Part (a) [3 marks total]: 1 mark for Left ventricle; 1 mark for Aorta; 1 mark for Semi-lunar valve (accept aortic valve). Part (b) [3.5 marks total]: 1 mark for identifying that the left ventricle pumps blood to the whole body / systemic circulation; 1 mark for identifying that the right ventricle pumps blood only to the lungs / pulmonary circulation; 1 mark for explaining that systemic circulation has higher resistance / requires higher pressure; 0.5 marks for stating this prevents damage to delicate capillaries in lungs. Part (c) [3 marks total]: 1 mark for elastic fibres stretching to accommodate blood surge; 1 mark for elastic fibres recoiling to maintain diastolic pressure; 1 mark for thick collagen layer/wall to withstand high pressure. Part (d) [3 marks total]: 1 mark for stating coronary arteries supply oxygen/glucose to heart muscle; 1 mark for stating blockage leads to lack of aerobic respiration; 1 mark for stating this causes cell death / heart attack.

(a) X = Glomerulus; Y = Bowman's capsule; Z = Collecting duct. (b) Ultrafiltration is driven by high hydrostatic pressure in the glomerulus (X).

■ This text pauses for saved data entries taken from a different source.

//! Batched completion tests.
//!
//! Free functions over ordered collections of [`OpHandle`]s. Order is
//! significant: results are reported with the original index of the
//! operation they belong to.
//!
//! All handles of one call must come from the same transport (checked in
//! debug builds). Already-consumed (null) handles are legal members of a
//! collection: `test_all`/`wait_all` treat them as trivially complete,
//! the `*_any`/`*_some` sweeps skip them.

use std::sync::Arc;
use std::thread;
use std::time::Duration;

use opdrive_core::{Completion, OpToken};

use crate::handle::OpHandle;

/// Sleep between sweeps inside the blocking poll loops.
const POLL_SLEEP: Duration = Duration::from_micros(50);

fn debug_assert_one_transport(handles: &[OpHandle]) {
    let mut live = handles.iter().filter(|h| !h.is_null());
    if let Some(first) = live.next() {
        for h in live {
            debug_assert!(
                Arc::ptr_eq(first.transport(), h.transport()),
                "batched handles must share one transport"
            );
        }
    }
}

/// Transport of the first live handle, if any handle is live at all.
fn live_transport(handles: &[OpHandle]) -> Option<Arc<dyn opdrive_core::Transport>> {
    handles
        .iter()
        .find(|h| !h.is_null())
        .map(|h| Arc::clone(h.transport()))
}

/// Non-blocking test of the whole collection at once.
///
/// Returns all N records, index-aligned, only if every operation is
/// complete simultaneously at the time of the call; otherwise `None`.
/// All-or-nothing: a `None` outcome has consumed nothing — the test is
/// delegated in one call to the transport's atomic batch primitive, so a
/// partial completion can never be silently lost. `Some` consumes every
/// non-persistent handle to null.
///
/// An empty collection is trivially complete.
pub fn test_all(handles: &mut [OpHandle]) -> Option<Vec<Completion>> {
    debug_assert_one_transport(handles);
    let Some(transport) = live_transport(handles) else {
        return Some(vec![Completion::empty(); handles.len()]);
    };
    let tokens: Vec<OpToken> = handles.iter().map(|h| h.token()).collect();
    let records = transport.try_complete_all(&tokens)?;
    for h in handles.iter_mut() {
        h.finish_consume();
    }
    Some(records)
}

/// Non-blocking test for exactly one completed operation.
///
/// Sweeps in index order, skipping null handles; the first success is
/// consumed and returned with its index, everything else is untouched.
///
/// Precondition (asserted): the collection holds at least one live
/// handle — an all-consumed collection has nothing left to report and
/// a blocking caller would never return.
pub fn test_any(handles: &mut [OpHandle]) -> Option<(usize, Completion)> {
    assert!(
        !handles.is_empty(),
        "test_any/wait_any require at least one operation"
    );
    assert!(
        handles.iter().any(|h| !h.is_null()),
        "test_any/wait_any require at least one live operation"
    );
    debug_assert_one_transport(handles);
    for (index, handle) in handles.iter_mut().enumerate() {
        if handle.is_null() {
            continue;
        }
        if let Some(record) = handle.test() {
            return Some((index, record));
        }
    }
    None
}

/// Non-blocking test for every operation that is ready right now.
///
/// Returns the (index, record) pairs of all completions available at
/// the time of the call, possibly none, consuming exactly those. Null
/// handles are skipped.
pub fn test_some(handles: &mut [OpHandle]) -> Vec<(usize, Completion)> {
    debug_assert_one_transport(handles);
    let mut ready = Vec::new();
    for (index, handle) in handles.iter_mut().enumerate() {
        if handle.is_null() {
            continue;
        }
        if let Some(record) = handle.test() {
            ready.push((index, record));
        }
    }
    ready
}

/// Block until every operation has completed; records index-aligned.
///
/// Waits the handles in index order — the total effect is the same
/// regardless of completion order. Empty collections return immediately.
pub fn wait_all(handles: &mut [OpHandle]) -> Vec<Completion> {
    debug_assert_one_transport(handles);
    handles.iter_mut().map(|h| h.wait()).collect()
}

/// Block until at least one operation completes; returns its index and
/// record, consuming only that one.
///
/// Same precondition as [`test_any`].
pub fn wait_any(handles: &mut [OpHandle]) -> (usize, Completion) {
    loop {
        if let Some(hit) = test_any(handles) {
            return hit;
        }
        thread::sleep(POLL_SLEEP);
    }
}

/// Block until at least one operation completes; returns every
/// completion available at that moment.
///
/// A collection with no live handles (including the empty one) returns
/// immediately with no records.
pub fn wait_some(handles: &mut [OpHandle]) -> Vec<(usize, Completion)> {
    if handles.iter().all(|h| h.is_null()) {
        return Vec::new();
    }
    loop {
        let ready = test_some(handles);
        if !ready.is_empty() {
            return ready;
        }
        thread::sleep(POLL_SLEEP);
    }
}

This high pressure is generated because the afferent arteriole supplying the glomerulus has a wider lumen than the efferent arteriole leaving it. This pressure forces water and small solutes (glucose, amino acids, urea, mineral ions) out of the blood. They pass through three filtration barriers: the fenestrations in the capillary endothelium, the basement membrane (which acts as the main selective filter), and the filtration slits of the podocytes on the wall of the Bowman's capsule (Y). Large proteins and blood cells are too big to pass through and remain in the capillaries. (c) When a person is dehydrated, the water potential of the blood plasma decreases (it becomes more concentrated). Osmoreceptors in the hypothalamus detect this change and stimulate the posterior pituitary gland to secrete more antidiuretic hormone (ADH) into the bloodstream. ADH travels to the kidneys and binds to receptors on the cells lining the collecting ducts (Z). This increases the permeability of the collecting duct walls to water by causing aquaporins (water channels) to insert into the membrane. Consequently, more water is reabsorbed by osmosis out of the collecting duct and back into the surrounding vasa recta capillaries. This results in a smaller volume of highly concentrated urine and restores the blood water potential to its set point.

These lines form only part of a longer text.